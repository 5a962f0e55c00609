pub mod csv_out;
pub mod json;
pub mod minimal;
pub mod table;

use crate::OutputFormat;
use serde_json::Value;

/// Dispatch output to the appropriate formatter.
pub fn format_output(format: &OutputFormat, value: &Value) {
    match format {
        OutputFormat::Json => json::print_json(value),
        OutputFormat::Table => table::print_table(value),
        OutputFormat::Csv => csv_out::print_csv(value),
        OutputFormat::Minimal => minimal::print_minimal(value),
    }
}

/// Locate the amortization rows in an output value, wherever the command
/// nested them: a bare schedule (`rows`), or a simulation result
/// (`result.schedule.rows`).
pub fn find_schedule_rows(value: &Value) -> Option<&Vec<Value>> {
    let candidates = [
        value.pointer("/rows"),
        value.pointer("/schedule/rows"),
        value.pointer("/result/schedule/rows"),
    ];
    candidates
        .into_iter()
        .flatten()
        .find_map(|v| v.as_array())
}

## [ACTIVITY]
Each line from the one containing "wherever the command" through the last line of the entries is to be copied exactly, with no other lines added.

## [ANSWER TO THIS TASK]
/// Locate the amortization rows in an output value, wherever the command
/// nested them: a bare schedule (`rows`), or a simulation result
/// (`result.schedule.rows`).
pub fn find_schedule_rows(value: &Value) -> Option<&Vec<Value>> {
    let candidates = [
        value.pointer("/rows"),
        value.pointer("/schedule/rows"),
        value.pointer("/result/schedule/rows"),
    ];
    candidates
        .into_iter()
        .flatten()
        .find_map(|v| v.as_array())
}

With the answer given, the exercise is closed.